Já vos tinha prometido um apanhado daquilo que vou sabendo sobre os antecedentes dos meus familiares com base em Salvaterra do Extremo. Hoje toca a vez à minha bisavó Maria Rija da qual nada se sabia até agora, ao menos da nossa parte. O que encontrei além de dar corpo e alma a uma mulher que nasceu na freguesia do Rosmaninhal em 1858 foi que se descobre uma nova pessoa, em vez daquela imagem estereotipica da criada, que teve dois filhos com o proprietário da terra.
Vou, com aquilo que tenho, tentar reconstruir os eventos  ligados à casa da rua de S. João naqueles anos de finans do século XIX. Em 1878 fica João Henriques Pinheiro viuvo com morte de sua mulher Maria da Graca e Moura. Deixa ela em morte 5 filhos- os Moura Pinheiros.
Em 1880 comeca-se a dar conta que Maria Rija que trabalha como criada na residencia da Rua de S.João está grávida. Vai para a Zebreira para ficar com uma tia- Isabel Affonso- e na Zebreira dá à luz o meu avô João.  Nesse batizado não se identificam os progenitores. Um ano depois nasce agora uma filha, já em Salvaterra, e se batiza  tambem com o nome Maria e cuja mãe se sabe agora ser Maria Rija filha legítima do casal do Rosmaninhal José Mendes Affonso e Rita Pomba Rija. A minha bisavó tem agora dois filhos recém-nascidos. Estes sabe-se mais tarde terem o apelido Henriques Pinheiro.

Em 1888, dois anos após o falecimento de João Henriques Pinheiro (1817- 1886), casa-se Maria Rija com José Fernandes Cypriano, alfaiate da terra e com ele tem pelo menos os filhos Isabel(1889), Germana(1890),Bartolomeu (1892) e José(1894). Não sabemos se o meu avô João conhecia estes meio irmãos uma vez que ficou ao cuidado de outro meio irmão o José de Moura Pinheiro. Podemos verificar que Maria Rija sabia escrever e que tinha um estilo forte e seguro quando assina o seu contrato de casamento. A minha curiosidade não termina aqui e continuarei a ver se descubro mais alguns factos sobre a vida e descendência da bisavó Maria do Rosmaninhal, concelho de Idanha-a-Nova. Esta reconstrução está baseada nos indícios daquilo que pude colher nos documentos da igreja e nunca saberemos ao certo e com exatidão o que se passou à volta do nascimento do meu avô João Henriques Pinheiro. Pode ser que alguém ainda possa elucidar. Principalmente gostaria de ver uma foto de Maria Rija.

O meu avô!

Joao Henriques Pinheiro

Vou hoje escrever umas linhas sobre o meu avô paterno João Henriques Pinheiro que nunca conheci já que morreu 6 anos antes do meu nascimento.Quando morreu não tinha netos mas os seus descendentes compreendem hoje 1 filho, 3 netos, 8 bisnetos e 3 trisnetos, até ver…

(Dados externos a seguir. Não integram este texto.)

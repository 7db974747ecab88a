//! Transition-at-a-time execution.
//!
//! A *step* here fires one transition — epsilon or not — which is the right
//! granularity when the epsilon closure of a configuration may be infinite
//! (a pushdown automaton can feed its own stack through epsilon moves
//! forever). The [`Executor`](super::Executor) would eagerly close such a
//! configuration and never return; the stepper instead explores a bounded
//! number of transition firings.

use super::{applicable_transitions, Automaton, Transition};
use indexmap::IndexSet;
use rustc_hash::FxHashSet;

/// Bounded, transition-granular execution engine.
///
/// Like the executor, steppers are immutable: stepping returns a new
/// stepper over the successor configuration set.
#[derive(Debug)]
pub struct AutomatonStepper<'a, M: Automaton> {
    automaton: &'a M,
    configurations: IndexSet<M::Config>,
}

impl<M: Automaton> Clone for AutomatonStepper<'_, M> {
    fn clone(&self) -> Self {
        Self {
            automaton: self.automaton,
            configurations: self.configurations.clone(),
        }
    }
}

impl<'a, M: Automaton> AutomatonStepper<'a, M> {
    /// Start a run of `word`, one configuration per initial state.
    ///
    /// No epsilon closure is taken; epsilon transitions fire as ordinary
    /// steps.
    pub fn new(automaton: &'a M, word: &[M::Symbol]) -> Self {
        Self {
            automaton,
            configurations: automaton.initial_configurations(word).into_iter().collect(),
        }
    }

    /// The configurations the run is currently in.
    pub fn configurations(&self) -> impl Iterator<Item = &M::Config> {
        self.configurations.iter()
    }

    /// Whether any current configuration is accepting.
    pub fn is_accepting(&self) -> bool {
        self.configurations
            .iter()
            .any(|config| self.automaton.is_accepting(config))
    }

    /// Fire every applicable transition once in every configuration.
    ///
    /// Configurations with no applicable transition are dead ends and are
    /// dropped; check [`AutomatonStepper::is_accepting`] before stepping if
    /// their acceptance matters.
    pub fn step(&self) -> Self {
        let mut next: IndexSet<M::Config> = IndexSet::new();
        for config in &self.configurations {
            for transition in applicable_transitions(self.automaton, config) {
                next.insert(transition.fire(config));
            }
        }
        Self {
            automaton: self.automaton,
            configurations: next,
        }
    }

    /// Fire `n` rounds of transitions.
    pub fn step_n(&self, n: usize) -> Self {
        let mut current = self.clone();
        for _ in 0..n {
            current = current.step();
        }
        current
    }

    /// Bounded breadth-first acceptance search.
    ///
    /// Explores at most `max_steps` transition-firing rounds. Returns
    /// `Some(true)` as soon as an accepting configuration is reached,
    /// `Some(false)` when every run has halted without acceptance, and
    /// `None` when the step budget is exhausted with runs still live.
    pub fn run(&self, max_steps: usize) -> Option<bool> {
        let mut visited: FxHashSet<M::Config> = self.configurations.iter().cloned().collect();
        let mut front: Vec<M::Config> = self.configurations.iter().cloned().collect();

        for _ in 0..=max_steps {
            if front
                .iter()
                .any(|config| self.automaton.is_accepting(config))
            {
                return Some(true);
            }
            let mut next: Vec<M::Config> = Vec::new();
            for config in &front {
                for transition in applicable_transitions(self.automaton, config) {
                    let successor = transition.fire(config);
                    if visited.insert(successor.clone()) {
                        next.push(successor);
                    }
                }
            }
            if next.is_empty() {
                return Some(false);
            }
            front = next;
        }
        None
    }
}
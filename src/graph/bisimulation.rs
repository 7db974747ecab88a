//! Comparator-based bisimulation via partition refinement.
//!
//! Two vertices are bisimilar when (1) they agree under the vertex
//! comparator, and (2) for every outgoing edge of one there is an outgoing
//! edge of the other with an equivalent label leading into the same
//! equivalence class, in both directions. The coarsest such relation is
//! computed by refining an initial comparator-induced partition until no
//! class splits.
//!
//! The comparator formulation keeps the engine generic: DFA minimization
//! instantiates it with "same acceptance" on vertices and "same symbol" on
//! edges, but nothing here knows about automata.

use super::LabeledGraph;
use rustc_hash::FxHashMap;
use std::hash::Hash;

/// Compute the coarsest bisimulation partition of `graph`.
///
/// `vertices_equivalent` seeds the initial partition; `labels_equivalent`
/// decides which edges are allowed to match during refinement. Returns the
/// equivalence classes; within each class, members appear in the graph's
/// vertex insertion order, so the first member is a deterministic
/// representative.
///
/// Runs in O(iterations · n² · m²) in the worst case, which is fine for the
/// automaton sizes this crate targets; the partition is refined at least
/// once per iteration, so at most n iterations occur and the computation
/// always terminates on a finite graph.
pub fn bisimulation<V, L>(
    graph: &LabeledGraph<V, L>,
    vertices_equivalent: impl Fn(&V, &V) -> bool,
    labels_equivalent: impl Fn(&L, &L) -> bool,
) -> Vec<Vec<V>>
where
    V: Clone + Eq + Hash,
{
    // Initial partition induced by the vertex comparator.
    let mut classes: Vec<Vec<V>> = Vec::new();
    for vertex in graph.vertices() {
        match classes
            .iter_mut()
            .find(|class| vertices_equivalent(&class[0], vertex))
        {
            Some(class) => class.push(vertex.clone()),
            None => classes.push(vec![vertex.clone()]),
        }
    }

    loop {
        let class_of: FxHashMap<&V, usize> = classes
            .iter()
            .enumerate()
            .flat_map(|(index, class)| class.iter().map(move |v| (v, index)))
            .collect();

        let mut refined: Vec<Vec<V>> = Vec::new();
        for class in &classes {
            let mut buckets: Vec<Vec<V>> = Vec::new();
            for vertex in class {
                match buckets.iter_mut().find(|bucket| {
                    edges_match(graph, &bucket[0], vertex, &class_of, &labels_equivalent)
                }) {
                    Some(bucket) => bucket.push(vertex.clone()),
                    None => buckets.push(vec![vertex.clone()]),
                }
            }
            refined.extend(buckets);
        }

        if refined.len() == classes.len() {
            return refined;
        }
        classes = refined;
    }
}

/// Whether `left` and `right` simulate each other's outgoing edges under the
/// current partition: every edge of one has a label-equivalent edge of the
/// other into the same class, in both directions.
fn edges_match<V, L>(
    graph: &LabeledGraph<V, L>,
    left: &V,
    right: &V,
    class_of: &FxHashMap<&V, usize>,
    labels_equivalent: &impl Fn(&L, &L) -> bool,
) -> bool
where
    V: Clone + Eq + Hash,
{
    let simulates = |a: &V, b: &V| {
        graph.edges_from(a).all(|edge_a| {
            graph.edges_from(b).any(|edge_b| {
                labels_equivalent(&edge_a.label, &edge_b.label)
                    && class_of[&edge_a.to] == class_of[&edge_b.to]
            })
        })
    };
    simulates(left, right) && simulates(right, left)
}
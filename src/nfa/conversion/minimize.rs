//! DFA minimization via bisimulation.
//!
//! Defined only for deterministic, total automata: on nondeterministic
//! input the quotient construction below is not well-defined, so the
//! conversion validates its input and reports the determinacy faults as a
//! user error instead of producing a wrong automaton.
//!
//! The algorithm prunes to reachable states, then computes the coarsest
//! bisimulation over the automaton's graph view with two comparators —
//! vertices are equivalent iff they agree on acceptance, edges iff they
//! carry the same symbol — using the generic partition-refinement engine.
//! Each equivalence class collapses onto its first-seen representative; any
//! member's outgoing transitions determine the class's transitions, which
//! is well-defined precisely because bisimilar states behave identically.

use crate::automaton::{Automaton, StateId, SymbolId};
use crate::conversion::Conversion;
use crate::fault::FaultCollection;
use crate::graph::bisimulation;
use crate::nfa::conversion::ReachableOnly;
use crate::nfa::{Nfa, NfaDeterminacyFault, NfaTransition};
use indexmap::{IndexMap, IndexSet};
use rustc_hash::FxHashMap;
use std::marker::PhantomData;

/// Minimizes a deterministic, total finite automaton.
#[derive(Debug, Default)]
pub struct Minimization<S, A> {
    _marker: PhantomData<(S, A)>,
}

impl<S, A> Minimization<S, A> {
    /// Create the conversion.
    pub fn new() -> Self {
        Self {
            _marker: PhantomData,
        }
    }
}

impl<S: StateId, A: SymbolId> Minimization<S, A> {
    fn quotient(nfa: &Nfa<S, A>) -> Nfa<S, A> {
        let pruned = ReachableOnly::new().apply(nfa);
        let graph = pruned.as_graph();
        let classes = bisimulation(
            &graph,
            |left, right| {
                pruned.accepting_states().contains(left)
                    == pruned.accepting_states().contains(right)
            },
            |left: &Option<A>, right| left == right,
        );

        let mut representative: FxHashMap<S, S> = FxHashMap::default();
        for class in &classes {
            for member in class {
                representative.insert(member.clone(), class[0].clone());
            }
        }

        let states: IndexSet<S> = classes.iter().map(|class| class[0].clone()).collect();
        let table: IndexMap<S, Vec<NfaTransition<S, A>>> = states
            .iter()
            .map(|rep| {
                let outgoing = pruned
                    .transitions_from(rep)
                    .iter()
                    .map(|t| match t {
                        NfaTransition::Symbol { symbol, target } => NfaTransition::Symbol {
                            symbol: symbol.clone(),
                            target: representative[target].clone(),
                        },
                        NfaTransition::Epsilon { target } => NfaTransition::Epsilon {
                            target: representative[target].clone(),
                        },
                    })
                    .collect();
                (rep.clone(), outgoing)
            })
            .collect();

        let initial: IndexSet<S> = pruned
            .initial_states()
            .iter()
            .map(|s| representative[s].clone())
            .collect();
        let accepting: IndexSet<S> = pruned
            .accepting_states()
            .iter()
            .map(|s| representative[s].clone())
            .collect();

        Nfa::from_parts(states, pruned.alphabet().clone(), initial, accepting, table)
    }
}

impl<S: StateId, A: SymbolId> Conversion for Minimization<S, A> {
    type Input = Nfa<S, A>;
    type Output = Result<Nfa<S, A>, FaultCollection<NfaDeterminacyFault<S, A>>>;

    fn is_redundant(&self, nfa: &Self::Input) -> bool {
        let faults = nfa.check_determinacy();
        if !faults.is_deterministic() || !faults.is_total() {
            return false;
        }
        if nfa.reachable_states().len() != nfa.states().len() {
            return false;
        }
        let quotient = Self::quotient(nfa);
        quotient.states().len() == nfa.states().len()
    }

    fn identity(&self, nfa: &Self::Input) -> Self::Output {
        Ok(nfa.clone())
    }

    fn convert(&self, nfa: &Self::Input) -> Self::Output {
        let faults = nfa.check_determinacy();
        if !faults.is_deterministic() || !faults.is_total() {
            return Err(faults);
        }
        Ok(Self::quotient(nfa))
    }
}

Nascido em Salvaterra do Extremo, Idanha-a-Nova, distrito de Castelo Branco em 24 de junho de 1881 foi batizado uns dias depois pelo vigário Eurico Domingos Caldeira, que assim faz a sua entrada no mundo da cibernáutica. Não participaram no batizado nem pai nem mãe, sendo que aí foi apresentado por Isabel Affonso dessa mesma freguesia. O recém nascido trajava uma touca branca de cambraia, casaco e baeta de mititon, tambem brancos!

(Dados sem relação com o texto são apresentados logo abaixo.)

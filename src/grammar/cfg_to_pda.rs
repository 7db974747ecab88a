//! Context-free grammar to pushdown automaton.
//!
//! The classic one-state construction: the stack holds the unexpanded
//! suffix of a leftmost derivation, with the next sentential-form symbol on
//! top. A non-terminal on top is expanded by an epsilon transition pushing
//! a production's right side; a terminal on top must match the next input
//! symbol and is popped while consuming it. The machine accepts by empty
//! stack, which happens exactly when a derivation of the whole input has
//! been replayed.

use crate::automaton::{StateId, SymbolId};
use crate::conversion::Conversion;
use crate::grammar::cfg::ContextFreeGrammar;
use crate::grammar::GrammarSymbol;
use crate::pda::{AcceptanceStrategy, Pda, PdaTransition, StackGuard};
use indexmap::{IndexMap, IndexSet};
use std::marker::PhantomData;

/// The single control state of the derivation machine.
#[derive(Debug, Clone, Copy, PartialEq, Eq, Hash, Default)]
pub struct DeriveState;

/// Translates a context-free grammar into an equivalent PDA.
#[derive(Debug, Default)]
pub struct CfgToPda<N, T> {
    _marker: PhantomData<(N, T)>,
}

impl<N, T> CfgToPda<N, T> {
    /// Create the translation.
    pub fn new() -> Self {
        Self {
            _marker: PhantomData,
        }
    }
}

impl<N: StateId, T: SymbolId> Conversion for CfgToPda<N, T> {
    type Input = ContextFreeGrammar<N, T>;
    type Output = Pda<DeriveState, T, GrammarSymbol<N, T>>;

    /// The translation crosses representations, so it is never redundant.
    fn is_redundant(&self, _grammar: &Self::Input) -> bool {
        false
    }

    fn identity(&self, grammar: &Self::Input) -> Self::Output {
        self.convert(grammar)
    }

    fn convert(&self, grammar: &Self::Input) -> Self::Output {
        let mut stack_alphabet: IndexSet<GrammarSymbol<N, T>> = grammar
            .non_terminals()
            .iter()
            .map(|n| GrammarSymbol::NonTerminal(n.clone()))
            .collect();
        stack_alphabet.extend(
            grammar
                .terminals()
                .iter()
                .map(|t| GrammarSymbol::Terminal(t.clone())),
        );

        let mut outgoing: Vec<PdaTransition<DeriveState, T, GrammarSymbol<N, T>>> = Vec::new();
        for production in grammar.productions() {
            outgoing.push(PdaTransition {
                input: None,
                pop: StackGuard::Symbol(GrammarSymbol::NonTerminal(production.lhs.clone())),
                push: production
                    .rhs
                    .iter()
                    .map(|s| StackGuard::Symbol(s.clone()))
                    .collect(),
                target: DeriveState,
            });
        }
        for terminal in grammar.terminals() {
            outgoing.push(PdaTransition {
                input: Some(terminal.clone()),
                pop: StackGuard::Symbol(GrammarSymbol::Terminal(terminal.clone())),
                push: vec![],
                target: DeriveState,
            });
        }

        let mut states = IndexSet::new();
        states.insert(DeriveState);
        let mut table = IndexMap::new();
        table.insert(DeriveState, outgoing);

        Pda::from_parts(
            states.clone(),
            grammar.terminals().iter().cloned().collect(),
            stack_alphabet.into_iter().collect(),
            states.clone(),
            IndexSet::new(),
            GrammarSymbol::NonTerminal(grammar.start_symbol().clone()),
            AcceptanceStrategy::EmptyStack,
            table,
        )
    }
}

#[cfg(test)]
mod tests {
    use super::*;
    use crate::automaton::Automaton;
    use crate::grammar::cfg::CfgBuilder;
    use crate::grammar::GrammarSymbol::{NonTerminal, Terminal};

    #[test]
    fn anbn_grammar_translates_to_an_anbn_machine() {
        let pda = CfgToPda::new().apply(&crate::grammar::cfg::tests::anbn_cfg());
        assert_eq!(pda.acceptance(), AcceptanceStrategy::EmptyStack);
        assert_eq!(pda.states().len(), 1);

        assert_eq!(pda.accepts_within(&[], 200), Some(true));
        assert_eq!(pda.accepts_within(&['a', 'b'], 200), Some(true));
        assert_eq!(pda.accepts_within(&['a', 'a', 'b', 'b'], 500), Some(true));
        assert_eq!(pda.accepts_within(&['a'], 500), Some(false));
        assert_eq!(pda.accepts_within(&['b', 'a'], 500), Some(false));
        assert_eq!(pda.accepts_within(&['a', 'b', 'b'], 500), Some(false));
    }

    #[test]
    fn balanced_parentheses_round_trip_through_the_machine() {
        // S → (S)S | ε
        let grammar = CfgBuilder::new()
            .with_non_terminals(['S'])
            .with_terminals(['(', ')'])
            .with_start('S')
            .with_production(
                'S',
                vec![
                    Terminal('('),
                    NonTerminal('S'),
                    Terminal(')'),
                    NonTerminal('S'),
                ],
            )
            .with_production('S', vec![])
            .build()
            .unwrap();
        let pda = CfgToPda::new().apply(&grammar);

        assert_eq!(pda.accepts_within(&[], 500), Some(true));
        assert_eq!(pda.accepts_within(&['(', ')'], 500), Some(true));
        assert_eq!(
            pda.accepts_within(&['(', '(', ')', ')', '(', ')'], 2000),
            Some(true)
        );
        assert_eq!(pda.accepts_within(&['('], 500), Some(false));
        assert_eq!(pda.accepts_within(&[')', '('], 500), Some(false));
    }
}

Foram padrinhos Marcelino de Figueiredo, lavrador e João Torrado Vidal, ferrador.

Casou-se em 1919 com a minha avó Rogéria (Bua) na Igreja de Santa Engrácia em Lisboa.

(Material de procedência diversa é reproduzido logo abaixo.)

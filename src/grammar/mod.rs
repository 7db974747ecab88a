//! Formal grammars and the Chomsky hierarchy.
//!
//! [`Grammar`] is the unrestricted (type-0) representation: productions
//! rewrite an arbitrary symbol string containing at least one non-terminal
//! into an arbitrary symbol string. [`Grammar::classify`] places a grammar
//! at the most restrictive level of the hierarchy its productions satisfy.
//!
//! Context-free grammars get the dedicated, structurally-restricted
//! [`cfg::ContextFreeGrammar`] type, which is what the PDA translations in
//! [`cfg_to_pda`] and [`pda_to_cfg`] operate on.

pub mod cfg;
pub mod cfg_to_pda;
pub mod pda_to_cfg;

use crate::alphabet::Alphabet;
use crate::automaton::{StateId, SymbolId};
use crate::fault::FaultCollection;
use indexmap::IndexSet;
use std::fmt;

/// A symbol of a sentential form.
#[derive(Debug, Clone, PartialEq, Eq, Hash, PartialOrd, Ord)]
pub enum GrammarSymbol<N, T> {
    /// A non-terminal, subject to further rewriting.
    NonTerminal(N),
    /// A terminal of the generated language.
    Terminal(T),
}

impl<N, T> GrammarSymbol<N, T> {
    /// The non-terminal, if this is one.
    pub fn as_non_terminal(&self) -> Option<&N> {
        match self {
            GrammarSymbol::NonTerminal(n) => Some(n),
            GrammarSymbol::Terminal(_) => None,
        }
    }

    /// The terminal, if this is one.
    pub fn as_terminal(&self) -> Option<&T> {
        match self {
            GrammarSymbol::NonTerminal(_) => None,
            GrammarSymbol::Terminal(t) => Some(t),
        }
    }
}

impl<N: fmt::Display, T: fmt::Display> fmt::Display for GrammarSymbol<N, T> {
    fn fmt(&self, f: &mut fmt::Formatter<'_>) -> fmt::Result {
        match self {
            GrammarSymbol::NonTerminal(n) => n.fmt(f),
            GrammarSymbol::Terminal(t) => t.fmt(f),
        }
    }
}

/// An unrestricted rewrite rule.
#[derive(Debug, Clone, PartialEq, Eq)]
pub struct Production<N, T> {
    /// The rewritten string; contains at least one non-terminal.
    pub lhs: Vec<GrammarSymbol<N, T>>,
    /// The replacement string; may be empty.
    pub rhs: Vec<GrammarSymbol<N, T>>,
}

/// The levels of the Chomsky hierarchy, most restrictive first.
#[derive(Debug, Clone, Copy, PartialEq, Eq, Hash)]
pub enum GrammarClass {
    /// Type 3: right-linear productions.
    Regular,
    /// Type 2: single non-terminal left-hand sides.
    ContextFree,
    /// Type 1: non-contracting productions (with the usual start-symbol
    /// epsilon exception).
    ContextSensitive,
    /// Type 0: no restriction.
    Unrestricted,
}

/// An unrestricted grammar over non-terminals `N` and terminals `T`.
#[derive(Debug, Clone, PartialEq, Eq)]
pub struct Grammar<N: StateId, T: SymbolId> {
    non_terminals: IndexSet<N>,
    terminals: Alphabet<T>,
    start: N,
    productions: Vec<Production<N, T>>,
}

impl<N: StateId, T: SymbolId> Grammar<N, T> {
    /// The non-terminal set.
    pub fn non_terminals(&self) -> &IndexSet<N> {
        &self.non_terminals
    }

    /// The terminal alphabet.
    pub fn terminals(&self) -> &Alphabet<T> {
        &self.terminals
    }

    /// The start symbol.
    pub fn start_symbol(&self) -> &N {
        &self.start
    }

    /// The productions, in insertion order.
    pub fn productions(&self) -> &[Production<N, T>] {
        &self.productions
    }

    /// The most restrictive hierarchy level every production satisfies.
    pub fn classify(&self) -> GrammarClass {
        if self.productions.iter().all(|p| Self::is_right_linear(p)) {
            return GrammarClass::Regular;
        }
        if self.productions.iter().all(|p| Self::is_context_free(p)) {
            return GrammarClass::ContextFree;
        }
        if self.is_non_contracting() {
            return GrammarClass::ContextSensitive;
        }
        GrammarClass::Unrestricted
    }

    /// Single non-terminal on the left.
    fn is_context_free(production: &Production<N, T>) -> bool {
        production.lhs.len() == 1 && production.lhs[0].as_non_terminal().is_some()
    }

    /// Context-free, and the right side is terminals followed by at most
    /// one trailing non-terminal.
    fn is_right_linear(production: &Production<N, T>) -> bool {
        if !Self::is_context_free(production) {
            return false;
        }
        let non_terminal_positions: Vec<usize> = production
            .rhs
            .iter()
            .enumerate()
            .filter(|(_, s)| s.as_non_terminal().is_some())
            .map(|(i, _)| i)
            .collect();
        match non_terminal_positions.as_slice() {
            [] => true,
            [last] => *last == production.rhs.len() - 1,
            _ => false,
        }
    }

    /// No production shrinks the sentential form, except that the start
    /// symbol may derive epsilon when it never occurs on a right side.
    fn is_non_contracting(&self) -> bool {
        let start_lhs = [GrammarSymbol::NonTerminal(self.start.clone())];
        let start_erasable = self.productions.iter().all(|p| {
            !p.rhs
                .iter()
                .any(|s| s.as_non_terminal() == Some(&self.start))
        });
        self.productions.iter().all(|p| {
            if p.rhs.is_empty() && p.lhs == start_lhs {
                return start_erasable;
            }
            p.rhs.len() >= p.lhs.len()
        })
    }
}

/// A fault discovered while building a grammar.
#[derive(Debug, Clone, PartialEq, Eq, thiserror::Error)]
pub enum GrammarBuildFault<N, T> {
    /// A production has an empty left-hand side.
    #[error("production has an empty left-hand side")]
    EmptyLhs,
    /// A production's left-hand side contains no non-terminal.
    #[error("production left-hand side {0:?} contains no non-terminal")]
    LhsWithoutNonTerminal(Vec<GrammarSymbol<N, T>>),
    /// A production references a non-terminal that was not declared.
    #[error("production references unknown non-terminal {0:?}")]
    UnknownNonTerminal(N),
    /// A production references a terminal that was not declared.
    #[error("production references unknown terminal {0:?}")]
    UnknownTerminal(T),
    /// No start symbol was declared.
    #[error("no start symbol was declared")]
    MissingStartSymbol,
    /// The start symbol is not a declared non-terminal.
    #[error("start symbol {0:?} is not a declared non-terminal")]
    UnknownStartSymbol(N),
}

/// Fluent, fault-accumulating builder for [`Grammar`].
#[derive(Debug, Clone)]
pub struct GrammarBuilder<N: StateId, T: SymbolId> {
    non_terminals: IndexSet<N>,
    terminals: Alphabet<T>,
    start: Option<N>,
    productions: Vec<Production<N, T>>,
}

impl<N: StateId, T: SymbolId> GrammarBuilder<N, T> {
    /// Create an empty builder.
    pub fn new() -> Self {
        Self {
            non_terminals: IndexSet::new(),
            terminals: Alphabet::new(),
            start: None,
            productions: Vec::new(),
        }
    }

    /// Declare non-terminals.
    pub fn with_non_terminals(mut self, non_terminals: impl IntoIterator<Item = N>) -> Self {
        self.non_terminals.extend(non_terminals);
        self
    }

    /// Declare terminals.
    pub fn with_terminals(mut self, terminals: impl IntoIterator<Item = T>) -> Self {
        for terminal in terminals {
            self.terminals.insert(terminal);
        }
        self
    }

    /// Declare the start symbol.
    pub fn with_start(mut self, start: N) -> Self {
        self.start = Some(start);
        self
    }

    /// Add a production.
    pub fn with_production(
        mut self,
        lhs: Vec<GrammarSymbol<N, T>>,
        rhs: Vec<GrammarSymbol<N, T>>,
    ) -> Self {
        self.productions.push(Production { lhs, rhs });
        self
    }

    /// Validate and build. All faults are reported at once.
    pub fn build(self) -> Result<Grammar<N, T>, FaultCollection<GrammarBuildFault<N, T>>> {
        let mut faults = FaultCollection::new();

        let known = |symbol: &GrammarSymbol<N, T>,
                     faults: &mut FaultCollection<GrammarBuildFault<N, T>>| {
            match symbol {
                GrammarSymbol::NonTerminal(n) if !self.non_terminals.contains(n) => {
                    faults.push(GrammarBuildFault::UnknownNonTerminal(n.clone()));
                }
                GrammarSymbol::Terminal(t) if !self.terminals.contains(t) => {
                    faults.push(GrammarBuildFault::UnknownTerminal(t.clone()));
                }
                _ => {}
            }
        };

        match &self.start {
            None => faults.push(GrammarBuildFault::MissingStartSymbol),
            Some(start) if !self.non_terminals.contains(start) => {
                faults.push(GrammarBuildFault::UnknownStartSymbol(start.clone()));
            }
            Some(_) => {}
        }
        for production in &self.productions {
            if production.lhs.is_empty() {
                faults.push(GrammarBuildFault::EmptyLhs);
            } else if !production
                .lhs
                .iter()
                .any(|s| s.as_non_terminal().is_some())
            {
                faults.push(GrammarBuildFault::LhsWithoutNonTerminal(
                    production.lhs.clone(),
                ));
            }
            for symbol in production.lhs.iter().chain(production.rhs.iter()) {
                known(symbol, &mut faults);
            }
        }

        match self.start {
            Some(start) if faults.is_empty() => Ok(Grammar {
                non_terminals: self.non_terminals,
                terminals: self.terminals,
                start,
                productions: self.productions,
            }),
            _ => Err(faults),
        }
    }
}

impl<N: StateId, T: SymbolId> Default for GrammarBuilder<N, T> {
    fn default() -> Self {
        Self::new()
    }
}

#[cfg(test)]
mod tests {
    use super::GrammarSymbol::{NonTerminal, Terminal};
    use super::*;

    #[test]
    fn right_linear_grammar_classifies_as_regular() {
        // S → aS | b
        let grammar: Grammar<char, char> = GrammarBuilder::new()
            .with_non_terminals(['S'])
            .with_terminals(['a', 'b'])
            .with_start('S')
            .with_production(
                vec![NonTerminal('S')],
                vec![Terminal('a'), NonTerminal('S')],
            )
            .with_production(vec![NonTerminal('S')], vec![Terminal('b')])
            .build()
            .unwrap();
        assert_eq!(grammar.classify(), GrammarClass::Regular);
    }

    #[test]
    fn center_recursion_classifies_as_context_free() {
        // S → aSb | ε
        let grammar: Grammar<char, char> = GrammarBuilder::new()
            .with_non_terminals(['S'])
            .with_terminals(['a', 'b'])
            .with_start('S')
            .with_production(
                vec![NonTerminal('S')],
                vec![Terminal('a'), NonTerminal('S'), Terminal('b')],
            )
            .with_production(vec![NonTerminal('S')], vec![])
            .build()
            .unwrap();
        assert_eq!(grammar.classify(), GrammarClass::ContextFree);
    }

    #[test]
    fn non_contracting_multi_symbol_lhs_classifies_as_context_sensitive() {
        // AB → BA (plus S → AB so the start symbol exists meaningfully).
        let grammar: Grammar<char, char> = GrammarBuilder::new()
            .with_non_terminals(['S', 'A', 'B'])
            .with_terminals(['a'])
            .with_start('S')
            .with_production(
                vec![NonTerminal('S')],
                vec![NonTerminal('A'), NonTerminal('B')],
            )
            .with_production(
                vec![NonTerminal('A'), NonTerminal('B')],
                vec![NonTerminal('B'), NonTerminal('A')],
            )
            .with_production(vec![NonTerminal('A')], vec![Terminal('a')])
            .with_production(vec![NonTerminal('B')], vec![Terminal('a')])
            .build()
            .unwrap();
        assert_eq!(grammar.classify(), GrammarClass::ContextSensitive);
    }

    #[test]
    fn contracting_production_classifies_as_unrestricted() {
        // AB → A shrinks the sentential form.
        let grammar: Grammar<char, char> = GrammarBuilder::new()
            .with_non_terminals(['S', 'A', 'B'])
            .with_terminals(['a'])
            .with_start('S')
            .with_production(
                vec![NonTerminal('S')],
                vec![NonTerminal('A'), NonTerminal('B')],
            )
            .with_production(
                vec![NonTerminal('A'), NonTerminal('B')],
                vec![NonTerminal('A')],
            )
            .with_production(vec![NonTerminal('A')], vec![Terminal('a')])
            .build()
            .unwrap();
        assert_eq!(grammar.classify(), GrammarClass::Unrestricted);
    }

    #[test]
    fn builder_reports_every_fault_at_once() {
        let result: Result<Grammar<char, char>, _> = GrammarBuilder::new()
            .with_non_terminals(['S'])
            .with_terminals(['a'])
            .with_production(vec![], vec![Terminal('a')])
            .with_production(vec![Terminal('a')], vec![Terminal('a')])
            .with_production(vec![NonTerminal('X')], vec![Terminal('b')])
            .build();
        let faults = result.unwrap_err().into_vec();
        assert!(faults.contains(&GrammarBuildFault::MissingStartSymbol));
        assert!(faults.contains(&GrammarBuildFault::EmptyLhs));
        assert!(faults.contains(&GrammarBuildFault::UnknownNonTerminal('X')));
        assert!(faults.contains(&GrammarBuildFault::UnknownTerminal('b')));
        assert!(faults
            .iter()
            .any(|f| matches!(f, GrammarBuildFault::LhsWithoutNonTerminal(_))));
    }
}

Formou-se em advocacia e participou na vida pública e politica tendo sido ministro dos Abastecimentos no curto governo de José Relvas em 1919. Foi governador em Porto Amélia, Niassa, Moçambique entre 1920 e 1923.

Viria a falecer no dia 18 de fevereiro de 1946 no Hospital das Mercês em Lisboa!

Para completar esta curta biografia estão os leitores que tenham mais informações sobre este meu ilustre antepassado convidados a participar!